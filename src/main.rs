use std::path::{Path, PathBuf};

use anyhow::{Context, Result};
use clap::{Parser, Subcommand};
use tower_http::{cors::CorsLayer, services::ServeDir};
use tracing::{info, warn};
use tracing_subscriber::EnvFilter;

use profitpath::format::{
    format_currency, format_horizon, format_percentage, format_r_ratio, format_trade_count,
};
use profitpath::presets::{self, PropFirm, TargetStyle};
use profitpath::share::{self, ParamSet};
use profitpath::simulation::{self, SimulationConfig, SimulationResults};
use profitpath::{compute_metrics, contracts, DerivedMetrics, InputState, Instrument};

#[derive(Parser, Debug)]
#[command(name = "profitpath")]
#[command(author, version, about = "Futures trading performance calculator")]
struct Args {
    #[command(subcommand)]
    command: Commands,
}

/// Where a state comes from: a share-link query plus optional presets
#[derive(clap::Args, Debug)]
struct StateArgs {
    /// Share-link query string, e.g. "c=MES&wt=3&lt=2&tg=40&tl=20"
    #[arg(short, long, default_value = "")]
    query: String,

    /// Apply a target preset and enable the target overlay
    /// (conservative, moderate, aggressive)
    #[arg(long)]
    style: Option<TargetStyle>,

    /// Apply a prop firm preset, e.g. topstep_50k
    #[arg(long)]
    prop_firm: Option<PropFirm>,
}

#[derive(Subcommand, Debug)]
enum Commands {
    /// Serve the JSON API and the static frontend
    Serve {
        /// Port to run the web server on
        #[arg(short, long, default_value = "3000", env = "PROFITPATH_PORT")]
        port: u16,

        /// Address to bind
        #[arg(long, default_value = "127.0.0.1", env = "PROFITPATH_HOST")]
        host: String,

        /// Directory with the frontend build, served at /
        #[arg(long, default_value = "frontend")]
        static_dir: PathBuf,
    },

    /// Compute metrics for a state
    Calc {
        #[command(flatten)]
        state: StateArgs,

        /// Print the full metrics snapshot as JSON
        #[arg(long)]
        json: bool,
    },

    /// Monte Carlo the prop firm evaluation for a state
    Simulate {
        #[command(flatten)]
        state: StateArgs,

        /// Number of simulated evaluations
        #[arg(short = 'n', long, default_value = "10000")]
        simulations: usize,

        /// Trades before an evaluation times out
        #[arg(long, default_value = "300")]
        max_trades: usize,

        /// Trade size spread as a fraction of the average
        #[arg(long, default_value = "0.3")]
        spread: f64,

        /// Seed for a reproducible run
        #[arg(long)]
        seed: Option<u64>,

        /// Print results as JSON
        #[arg(long)]
        json: bool,
    },

    /// List supported contracts
    Contracts,
}

#[tokio::main]
async fn main() -> Result<()> {
    // Load .env file if present
    dotenvy::dotenv().ok();

    tracing_subscriber::fmt()
        .with_env_filter(
            EnvFilter::from_default_env().add_directive("profitpath=info".parse()?),
        )
        .init();

    let args = Args::parse();

    match args.command {
        Commands::Serve {
            port,
            host,
            static_dir,
        } => serve(&host, port, &static_dir).await,
        Commands::Calc { state, json } => {
            let (state, instrument) = build_state(&state);
            let metrics = compute_metrics(&state, instrument);
            if json {
                let body = serde_json::json!({
                    "state": state,
                    "metrics": metrics,
                    "errors": state.validate(),
                });
                println!("{}", serde_json::to_string_pretty(&body)?);
            } else {
                print_report(&state, instrument, &metrics);
            }
            Ok(())
        }
        Commands::Simulate {
            state,
            simulations,
            max_trades,
            spread,
            seed,
            json,
        } => {
            let (state, instrument) = build_state(&state);
            let config = SimulationConfig {
                num_simulations: simulations,
                max_trades,
                spread,
                seed,
            };
            let results = simulation::simulate_evaluation(&state, instrument, &config)
                .context("Simulation failed")?;
            if json {
                println!("{}", serde_json::to_string_pretty(&results)?);
            } else {
                print_simulation(&state, &results);
            }
            Ok(())
        }
        Commands::Contracts => {
            println!(
                "{:<6} {:<28} {:>10} {:>10} {:>6} {:>8}",
                "SYMBOL", "NAME", "TICK", "POINT", "TPP", "COMM"
            );
            for c in contracts::all() {
                println!(
                    "{:<6} {:<28} {:>10} {:>10} {:>6} {:>8}",
                    c.symbol,
                    c.name,
                    format_currency(c.tick_value),
                    format_currency(c.point_value),
                    c.ticks_per_point,
                    format_currency(c.default_commission)
                );
            }
            Ok(())
        }
    }
}

async fn serve(host: &str, port: u16, static_dir: &Path) -> Result<()> {
    info!("Starting ProfitPath server");

    let mut app = profitpath::api::router();
    if static_dir.is_dir() {
        info!("Serving frontend from {}", static_dir.display());
        app = app.fallback_service(ServeDir::new(static_dir));
    } else {
        warn!("Frontend directory {} not found, serving API only", static_dir.display());
    }
    let app = app.layer(CorsLayer::permissive());

    let addr = format!("{}:{}", host, port);
    let listener = tokio::net::TcpListener::bind(&addr)
        .await
        .with_context(|| format!("Failed to bind {}", addr))?;

    info!("Server running at http://{}", addr);
    axum::serve(listener, app).await.context("Server error")?;

    Ok(())
}

fn build_state(args: &StateArgs) -> (InputState, &'static Instrument) {
    let mut state = share::decode(&ParamSet::from_query_string(&args.query));
    let instrument = state
        .instrument()
        .unwrap_or_else(|_| contracts::default_instrument());

    if let Some(firm) = args.prop_firm {
        presets::apply_prop_firm_preset(firm, &mut state);
    }
    if let Some(style) = args.style {
        presets::apply_target_preset(style, &mut state, instrument);
        state.targets.enabled = true;
    }

    (state, instrument)
}

fn print_report(state: &InputState, instrument: &Instrument, m: &DerivedMetrics) {
    println!("\n{}", "=".repeat(60));
    println!(
        "{} ({}) x{} contracts, {} account(s), {}",
        instrument.symbol, instrument.name, state.num_contracts, state.num_accounts, state.prop_firm
    );
    println!("{}", "=".repeat(60));

    for error in state.validate() {
        println!("  ! {}", error);
    }

    println!(
        "Win Rate: {} ({}W / {}L) | R: {}",
        format_percentage(m.win_rate * 100.0, 1),
        state.winning_trades,
        state.losing_trades,
        format_r_ratio(m.r_value)
    );
    println!(
        "Avg Win: {} | Avg Loss: {}",
        format_currency(m.avg_win_amount),
        format_currency(m.avg_loss_amount)
    );
    println!(
        "Expectancy: {} per trade ({:.3}R)",
        format_currency(m.expectancy),
        m.expectancy_r
    );
    if state.targets.enabled {
        println!(
            "Targets: {:.2} pts avg exit, blended {}",
            m.avg_exit_points,
            format_r_ratio(m.blended_rr)
        );
    }
    if state.breakeven.enabled {
        println!(
            "Breakeven: {} reach, {} scratched, adjusted expectancy {}",
            format_percentage(m.breakeven_reach_rate * 100.0, 1),
            format_percentage(m.breakeven_scratch_rate * 100.0, 1),
            format_currency(m.breakeven_adjusted_expectancy)
        );
    }

    println!();
    println!("DAILY P&L:");
    println!("{}", "-".repeat(40));
    println!("  Gross (per account): {}", format_currency(m.gross_daily_gain));
    println!("  Commissions (total): {}", format_currency(m.total_commissions));
    println!("  Net (per account):   {}", format_currency(m.net_daily_gain));
    println!("  Net (all accounts):  {}", format_currency(m.net_daily_gain_total));
    println!("  Weekly:              {}", format_currency(m.weekly_net_total));
    println!(
        "  Monthly ({} days):   {}",
        state.trading_days_per_month,
        format_currency(m.monthly_net_total)
    );
    println!(
        "  Custom ({} days):   {}",
        state.custom_days,
        format_currency(m.custom_period_net_total)
    );
    println!(
        "  Days to {} target: {}",
        format_currency(state.profit_target),
        format_horizon(m.days_to_target)
    );

    println!();
    println!("RISK:");
    println!("{}", "-".repeat(40));
    println!("  Max losing streak:     {}", format_trade_count(m.max_consecutive_losses));
    println!("  Streak drawdown:       {}", format_currency(m.max_drawdown_from_losses));
    println!("  Trades to daily limit: {}", format_trade_count(m.trades_to_daily_limit));
    println!("  Days to blow account:  {}", format_horizon(m.days_to_blow_account));
    println!("  Risk of ruin:          {}", format_percentage(m.risk_of_ruin * 100.0, 2));
    println!(
        "  Max contracts:         {}{}",
        m.recommended_max_contracts,
        if m.is_oversized { " (OVERSIZED)" } else { "" }
    );
}

fn print_simulation(state: &InputState, results: &SimulationResults) {
    println!("\n{}", "=".repeat(60));
    println!(
        "EVALUATION: {} target, {} daily limit, {} max drawdown",
        format_currency(state.profit_target),
        format_currency(state.daily_loss_limit),
        format_currency(state.max_drawdown)
    );
    println!("{}", "=".repeat(60));
    println!("SIMULATION RESULTS ({} runs):", results.simulations);
    println!("{}", "-".repeat(40));

    let pct = |n: usize| format_percentage(n as f64 / results.simulations.max(1) as f64 * 100.0, 2);
    println!("  PASSED:             {} ({})", results.passed, pct(results.passed));
    println!("  Failed (drawdown):  {} ({})", results.failed_drawdown, pct(results.failed_drawdown));
    println!("  Failed (daily):     {} ({})", results.failed_daily_limit, pct(results.failed_daily_limit));
    println!("  Failed (timeout):   {} ({})", results.failed_max_trades, pct(results.failed_max_trades));

    if let (Some(avg), Some(median)) = (results.avg_trades_to_pass(), results.median_trades_to_pass()) {
        println!();
        println!("  Avg trades to pass: {:.1}", avg);
        println!("  Median trades:      {}", median);
        for p in [0.0, 0.05, 0.10] {
            if let Some(buffer) = results.percentile_min_buffer(p) {
                println!("  P{:<3} min buffer:    {}", (p * 100.0) as u32, format_currency(buffer));
            }
        }
    }
}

• Task description: With the line holding "snapshot as JSON" as the first and the line holding "dotenvy::dotenv().ok();" as the last, please transcribe exactly the lines of the material above in that range and nothing else.

• Result of the task:
        /// Print the full metrics snapshot as JSON
        #[arg(long)]
        json: bool,
    },

    /// Monte Carlo the prop firm evaluation for a state
    Simulate {
        #[command(flatten)]
        state: StateArgs,

        /// Number of simulated evaluations
        #[arg(short = 'n', long, default_value = "10000")]
        simulations: usize,

        /// Trades before an evaluation times out
        #[arg(long, default_value = "300")]
        max_trades: usize,

        /// Trade size spread as a fraction of the average
        #[arg(long, default_value = "0.3")]
        spread: f64,

        /// Seed for a reproducible run
        #[arg(long)]
        seed: Option<u64>,

        /// Print results as JSON
        #[arg(long)]
        json: bool,
    },

    /// List supported contracts
    Contracts,
}

#[tokio::main]
async fn main() -> Result<()> {
    // Load .env file if present
    dotenvy::dotenv().ok();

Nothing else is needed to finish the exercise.